You have no business investing in companies whose business models you don’t understand. Do not mistake such decisions as risk taking. Make sure you understand the company/stocks before you do invest. Do your research to find out the business operates; growth, profit, and liquidity.

2. Impatience

Everyone is in a hurry to hit the big bucks. No one thinks about the phrase “slow and steady” anymore. This is the major mistake people make in Nigeria.

Given the present state of things, you should learn to exercise patience. Keep your expectations realistic with regards to the duration and growth rate of each stock.

3. Misplaced Passion

Investment is one business that should be done without sentiments. It requires your 100% focus as well as a logical and rational head. Don’t feel pressured to invest against your better judgment because you have sentiments towards the business owner or the person who introduced you to the business.

Nigerians are also fond of holding on to a failing stock out of a biased hope that things will get better or hurriedly sell off their stock at the first sign of loss out of fear. Keep a level head and draw the line between risk taking, caution and paranoia.

4. Investing beyond capabilities

These are the worst kinds of mistakes investors can make; investing more than you can handle at a time. Some go as far as roping themselves into debts in order to make the investment they desire. This is more frequent with people who make ‘spur of the moment’ investments.

Please only invest the much you can at a particular time. You can make more investments with time. Some investments tend to keep your money tied for a long period of time. This is why you shouldn’t invest it all at once. Think of ‘rainy days’.

5. Brushing the law aside

Every investor is strongly advised against ignoring the law as this could come with drastic consequences. It is common for people to think they can evade the law but eventually it all catches up with them.

Get yourself legal counsel. Your lawyer will stick up for you in times when things go wrong. Lawyers do a great job of protecting your interests as well as resources in any business investment. This reduces risks and problems with the law in future.

6. Trusting too much

It should be clear by now that in investment you can’t afford to trust anyone too much especially when it concerns investment and information.
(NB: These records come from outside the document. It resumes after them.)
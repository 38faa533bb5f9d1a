//! Splitting of strings into literal text and token markers using `nom`.
//!
//! A token string produced by [`ConstructTree::token_string`] looks like
//! `${Token[LB.DNSName.3]}`; only the trailing number is significant. Any
//! string may contain several markers mixed with ordinary text.
//!
//! [`ConstructTree::token_string`]: crate::tree::ConstructTree::token_string

use nom::{
    IResult, Parser,
    branch::alt,
    bytes::complete::{tag, take_until, take_until1},
    combinator::rest,
    sequence::delimited,
};
use stratus_common::constants::{TOKEN_MARKER_END, TOKEN_MARKER_START};
use stratus_common::error::{Result, StratusError};

/// A piece of a string.
#[derive(Debug, Clone, PartialEq, Eq)]
pub enum Fragment<'a> {
    /// Plain text.
    Literal(&'a str),
    /// A registered token, by index.
    Token(usize),
}

/// Returns `true` if `input` contains at least one token marker.
#[must_use]
pub fn contains_token(input: &str) -> bool {
    input.contains(TOKEN_MARKER_START)
}

/// Parses one complete marker and returns its token index.
fn marker(input: &str) -> IResult<&str, usize> {
    let (input, body) = delimited(
        tag(TOKEN_MARKER_START),
        take_until(TOKEN_MARKER_END),
        tag(TOKEN_MARKER_END),
    )
    .parse(input)?;
    let digits = body.rsplit('.').next().unwrap_or(body);
    let index = digits.parse::<usize>().map_err(|_| {
        nom::Err::Failure(nom::error::Error::new(body, nom::error::ErrorKind::Digit))
    })?;
    Ok((input, index))
}

/// Parses text up to the next marker, or to the end of input.
fn literal(input: &str) -> IResult<&str, &str> {
    alt((take_until1(TOKEN_MARKER_START), rest)).parse(input)
}

/// Splits `input` into literal and token fragments.
///
/// # Errors
///
/// Returns an error if a marker is not closed or has no numeric index.
pub fn split_tokens(input: &str) -> Result<Vec<Fragment<'_>>> {
    let mut fragments = Vec::new();
    let mut remaining = input;

    while !remaining.is_empty() {
        if remaining.starts_with(TOKEN_MARKER_START) {
            let (rest, index) = marker(remaining).map_err(|e| StratusError::UnresolvedToken {
                token: format!("malformed token marker at \"{}\" ({e})", preview(remaining)),
            })?;
            fragments.push(Fragment::Token(index));
            remaining = rest;
        } else {
            let (rest, text) = literal(remaining).map_err(|e| StratusError::UnresolvedToken {
                token: format!("unreadable text at \"{}\" ({e})", preview(remaining)),
            })?;
            fragments.push(Fragment::Literal(text));
            remaining = rest;
        }
    }

    Ok(fragments)
}

fn preview(input: &str) -> String {
    input.chars().take(24).collect()
}
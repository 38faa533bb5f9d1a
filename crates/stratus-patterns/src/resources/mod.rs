//! Resource constructs.
//!
//! Every construct here is a small handle of [`NodeId`]s into a
//! [`ConstructTree`]. A construct owns a scope node; its primary template
//! resource is the child named `Resource`, so the logical id is derived from
//! the construct id alone.

pub mod acm;
pub mod ec2;
pub mod ecs;
pub mod elbv2;
pub mod iam;
pub mod logs;
pub mod route53;

use stratus_common::error::{Result, StratusError};
use stratus_synth::token::Value;
use stratus_synth::tree::{ConstructTree, NodeId, Resource};

/// Id of the primary resource below a construct scope.
pub const PRIMARY_RESOURCE_ID: &str = "Resource";

/// Adds a construct scope with its primary resource.
///
/// Returns `(scope, resource)`.
pub(crate) fn add_construct(
    tree: &mut ConstructTree,
    parent: NodeId,
    id: &str,
    resource: Resource,
) -> Result<(NodeId, NodeId)> {
    let node = tree.add_scope(parent, id)?;
    let primary = tree.add_resource(node, PRIMARY_RESOURCE_ID, resource)?;
    Ok((node, primary))
}

/// Returns the primary resource of a construct scope.
pub(crate) fn primary_resource(tree: &ConstructTree, node: NodeId) -> Result<NodeId> {
    tree.find_child(node, PRIMARY_RESOURCE_ID)
        .filter(|&child| tree.resource(child).is_some())
        .ok_or_else(|| StratusError::NotFound {
            kind: "resource",
            id: format!("{}/{PRIMARY_RESOURCE_ID}", tree.path(node)),
        })
}

/// Sets a property on a resource node.
pub(crate) fn set_property(
    tree: &mut ConstructTree,
    resource: NodeId,
    key: &str,
    value: impl Into<Value>,
) -> Result<()> {
    let path = tree.path(resource);
    tree.resource_mut(resource)
        .ok_or(StratusError::NotFound { kind: "resource", id: path })?
        .set_property(key, value);
    Ok(())
}

/// Appends `item` to a list property, creating the list when absent.
pub(crate) fn push_property(
    tree: &mut ConstructTree,
    resource: NodeId,
    key: &str,
    item: Value,
) -> Result<()> {
    let path = tree.path(resource);
    let res = tree
        .resource_mut(resource)
        .ok_or(StratusError::NotFound { kind: "resource", id: path })?;
    match res.properties.get_mut(key).and_then(Value::as_list_mut) {
        Some(items) => items.push(item),
        None => res.set_property(key, Value::List(vec![item])),
    }
    Ok(())
}

/// Returns a mutable fragment value.
pub(crate) fn fragment_mut(tree: &mut ConstructTree, node: NodeId) -> Result<&mut Value> {
    let path = tree.path(node);
    tree.fragment_mut(node)
        .ok_or(StratusError::NotFound { kind: "fragment", id: path })
}

#[cfg(test)]
mod tests {
    use stratus_synth::tree::StackProps;

    use super::*;

    #[test]
    fn push_property_creates_then_appends() {
        let mut tree = ConstructTree::new();
        let stack = tree.add_stack("Web", StackProps::default()).expect("stack");
        let (node, res) =
            add_construct(&mut tree, stack, "Group", Resource::new("AWS::EC2::SecurityGroup"))
                .expect("construct");
        push_property(&mut tree, res, "Rules", "a".into()).expect("push");
        push_property(&mut tree, res, "Rules", "b".into()).expect("push");

        let rules = tree
            .resource(res)
            .and_then(|r| r.property("Rules"))
            .and_then(Value::as_list)
            .expect("rules");
        assert_eq!(rules.len(), 2);
        assert_eq!(primary_resource(&tree, node).expect("primary"), res);
    }

    #[test]
    fn primary_resource_requires_a_resource_child() {
        let mut tree = ConstructTree::new();
        let stack = tree.add_stack("Web", StackProps::default()).expect("stack");
        let scope = tree.add_scope(stack, "Empty").expect("scope");
        assert!(primary_resource(&tree, scope).is_err());
    }
}
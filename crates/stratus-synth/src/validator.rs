//! Synthesis-time validation of the construct tree.
//!
//! Construction already rejects bad options; this pass catches problems that
//! can only be seen once the tree is complete, such as a listener that never
//! received a default action.

use stratus_common::error::{Result, StratusError};
use stratus_common::types::Severity;

use crate::tree::ConstructTree;

/// Validates the whole tree.
///
/// # Checks performed
///
/// 1. No construct carries an error annotation.
/// 2. Every registered validator passes, visited in preorder.
///
/// # Errors
///
/// Returns [`StratusError::ValidationFailed`] listing every failure.
pub fn validate(tree: &ConstructTree) -> Result<()> {
    tracing::info!("validating construct tree");
    let mut errors = Vec::new();
    check_error_annotations(tree, &mut errors);
    check_validators(tree, &mut errors);

    if errors.is_empty() {
        Ok(())
    } else {
        tracing::debug!(count = errors.len(), "validation failed");
        Err(StratusError::ValidationFailed { errors })
    }
}

fn check_error_annotations(tree: &ConstructTree, errors: &mut Vec<String>) {
    errors.extend(
        tree.annotations()
            .into_iter()
            .filter(|note| note.severity == Severity::Error)
            .map(|note| format!("[{}] {}", note.path, note.message)),
    );
}

fn check_validators(tree: &ConstructTree, errors: &mut Vec<String>) {
    for node in tree.descendants(tree.root()) {
        for message in tree.run_validators(node) {
            errors.push(format!("[{}] {message}", tree.path(node)));
        }
    }
}

#[cfg(test)]
mod tests {
    use super::*;
    use crate::tree::StackProps;

    #[test]
    fn empty_tree_is_valid() {
        let tree = ConstructTree::new();
        assert!(validate(&tree).is_ok());
    }

    #[test]
    fn warnings_do_not_fail_validation() {
        let mut tree = ConstructTree::new();
        let stack = tree.add_stack("Web", StackProps::default()).expect("stack");
        tree.annotate(stack, Severity::Warning, "just saying");
        assert!(validate(&tree).is_ok());
    }

    #[test]
    fn error_annotations_fail_validation() {
        let mut tree = ConstructTree::new();
        let stack = tree.add_stack("Web", StackProps::default()).expect("stack");
        tree.annotate(stack, Severity::Error, "broken");
        let err = validate(&tree).unwrap_err();
        assert!(err.to_string().contains("[Web] broken"), "got: {err}");
    }

    #[test]
    fn all_validator_failures_are_collected() {
        let mut tree = ConstructTree::new();
        let stack = tree.add_stack("Web", StackProps::default()).expect("stack");
        let a = tree.add_scope(stack, "A").expect("a");
        let b = tree.add_scope(stack, "B").expect("b");
        tree.add_validator(a, |_, _| vec!["first".into()]);
        tree.add_validator(b, |_, _| vec!["second".into(), "third".into()]);

        match validate(&tree).unwrap_err() {
            StratusError::ValidationFailed { errors } => {
                assert_eq!(errors, vec!["[Web/A] first", "[Web/B] second", "[Web/B] third"]);
            }
            other => panic!("unexpected error: {other}"),
        }
    }
}
//! `stratus plan`: Display each stack's resources in deployment order.

use std::path::PathBuf;

use anyhow::Context;
use clap::Args;
use serde::Serialize;
use stratus_common::config::SynthConfig;
use stratus_common::constants::DEFAULT_MANIFEST_FILE;
use stratus_synth::synth::{CloudAssembly, StackArtifact};

use crate::{manifest, output};

/// Arguments for the `plan` command.
#[derive(Args, Debug)]
pub struct PlanArgs {
    /// Path to the app manifest.
    #[arg(default_value = DEFAULT_MANIFEST_FILE)]
    pub manifest: PathBuf,

    /// Print the plan as JSON.
    #[arg(long)]
    pub json: bool,
}

/// Machine-readable plan of one stack.
#[derive(Debug, Serialize)]
struct StackPlan<'a> {
    name: &'a str,
    environment: String,
    dependencies: &'a [String],
    resources: Vec<ResourcePlan<'a>>,
}

#[derive(Debug, Serialize)]
struct ResourcePlan<'a> {
    logical_id: &'a str,
    #[serde(rename = "type")]
    resource_type: &'a str,
    depends_on: &'a [String],
}

fn stack_plan(stack: &StackArtifact) -> StackPlan<'_> {
    let resources = stack
        .deployment_order
        .iter()
        .filter_map(|id| {
            stack.template.resources.get(id).map(|entry| ResourcePlan {
                logical_id: id,
                resource_type: &entry.resource_type,
                depends_on: &entry.depends_on,
            })
        })
        .collect();
    StackPlan {
        name: &stack.name,
        environment: stack.environment.uri(),
        dependencies: &stack.dependencies,
        resources,
    }
}

/// Executes the `plan` command.
///
/// Synthesizes in memory without writing anything and prints the stacks
/// in deployment order, each with its resources in deployment order.
///
/// # Errors
///
/// Returns an error if loading, construction or synthesis fails.
pub fn execute(args: &PlanArgs, config: &SynthConfig) -> anyhow::Result<()> {
    let app = manifest::load(&args.manifest)?;
    let tree = manifest::build(&app, config)?;
    let assembly = stratus_synth::synth::synthesize(&tree, config).context("synthesis failed")?;

    if args.json {
        println!("{}", render_json(&assembly)?);
        return Ok(());
    }

    let title = format!("Deployment Plan for: {}", args.manifest.display());
    println!("{title}");
    println!("{}", output::rule(title.chars().count()));
    for stack in &assembly.stacks {
        let plan = stack_plan(stack);
        println!();
        println!("  {} ({})", plan.name, plan.environment);
        if !plan.dependencies.is_empty() {
            println!("    after: {}", plan.dependencies.join(", "));
        }
        for resource in &plan.resources {
            println!("    + {:<48} {}", resource.logical_id, resource.resource_type);
            if !resource.depends_on.is_empty() {
                println!("        depends on: {}", resource.depends_on.join(", "));
            }
        }
    }

    let total: usize = assembly.stacks.iter().map(|s| s.template.resources.len()).sum();
    println!();
    println!(
        "  {} in {} will be deployed.",
        output::plural(total, "resource"),
        output::plural(assembly.stacks.len(), "stack")
    );
    let warnings: Vec<_> = assembly.warnings().collect();
    if !warnings.is_empty() {
        println!();
        for note in warnings {
            println!("{}", output::annotation_line(note));
        }
    }
    Ok(())
}

fn render_json(assembly: &CloudAssembly) -> anyhow::Result<String> {
    let stacks: Vec<StackPlan<'_>> = assembly.stacks.iter().map(stack_plan).collect();
    Ok(serde_json::to_string_pretty(&stacks)?)
}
With the wrong information you could make a life altering decision. You could end up buying stocks when you should be selling or vice versa.
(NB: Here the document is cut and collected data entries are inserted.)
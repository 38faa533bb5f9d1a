//! CLI command definitions and dispatch.

pub mod plan;
pub mod synth;
pub mod validate;

use std::path::PathBuf;

use clap::{Parser, Subcommand};
use stratus_common::config::SynthConfig;
use stratus_common::constants::{ENV_ACCOUNT, ENV_OUTPUT_DIR, ENV_REGION, ENV_STRICT};

/// Stratus: synthesize load-balanced container services into deployable templates.
#[derive(Parser, Debug)]
#[command(name = "stratus", version, about, long_about = None)]
pub struct Cli {
    /// Subcommand to execute.
    #[command(subcommand)]
    pub command: Command,

    /// Directory the cloud assembly is written to.
    #[arg(long, short, global = true, env = ENV_OUTPUT_DIR)]
    pub output: Option<PathBuf>,

    /// Treat warnings as errors.
    #[arg(long, global = true, env = ENV_STRICT)]
    pub strict: bool,

    /// Default region of stacks that declare none.
    #[arg(long, global = true, env = ENV_REGION)]
    pub region: Option<String>,

    /// Default account of stacks that declare none.
    #[arg(long, global = true, env = ENV_ACCOUNT)]
    pub account: Option<String>,
}

impl Cli {
    /// Synthesis configuration from the environment and the global flags.
    #[must_use]
    pub fn synth_config(&self) -> SynthConfig {
        let strict = self.strict.then(|| "true".to_string());
        SynthConfig::from_env().overlay(|key| match key {
            ENV_OUTPUT_DIR => self.output.as_ref().map(|p| p.display().to_string()),
            ENV_REGION => self.region.clone(),
            ENV_ACCOUNT => self.account.clone(),
            ENV_STRICT => strict.clone(),
            _ => None,
        })
    }
}

/// Available CLI subcommands.
#[derive(Subcommand, Debug)]
pub enum Command {
    /// Synthesize the manifest and write the cloud assembly.
    Synth(synth::SynthArgs),
    /// Show each stack's resources in deployment order.
    Plan(plan::PlanArgs),
    /// Build the construct tree and run validation only.
    Validate(validate::ValidateArgs),
}

/// Dispatches the parsed CLI command to its handler.
///
/// # Errors
///
/// Returns an error if the command execution fails.
pub fn execute(cli: Cli) -> anyhow::Result<()> {
    let config = cli.synth_config();
    tracing::debug!(?config, "resolved configuration");
    match cli.command {
        Command::Synth(args) => synth::execute(&args, &config),
        Command::Plan(args) => plan::execute(&args, &config),
        Command::Validate(args) => validate::execute(&args, &config),
    }
}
Caution is the watchword if you intend to successfully play this game called investment. Your ability to read and understand the market and market situations will be tested at every turn so rather than trust anyone, only trust the facts and your instincts.

7. Disregarding the market

As incredible as it sounds, people really make the mistake of disregarding the market. This often comes from a sense of overconfidence in one’s ability.

To stay on top of your game in investment you need to be toe-to-toe with the market and market situations. Don’t just invest and wait for returns. Watch over your investment. Keep a close eye on the market and act accordingly.

8. Failure to prepare

Nobody wants his or her investment to flop. On the contrary’ everyone waits expectantly for returns on their investment. The harsh reality though, is that we don’t always get what we want. This is why you need a contingency plan. Planning for contingency makes the brunt of the loss a lot less.

9. Procrastination

There is no right time to start investment deals. There is no set amount that you can start with either. Those reasons you have for holding back are probably baseless.

Don’t put it off for next time. There really is no time as good as now. The longer you wait before investing, the more elusive your financial future seems.

10. Going in too deep, too early

Knowing yourself and the level of risk tolerance you can handle is definitely necessary for investments. A lot of people crash and burn as a result of going in water that is deeper than them. Be sure that the risk involved in the investment you are venturing into is equivalent to what you can handle.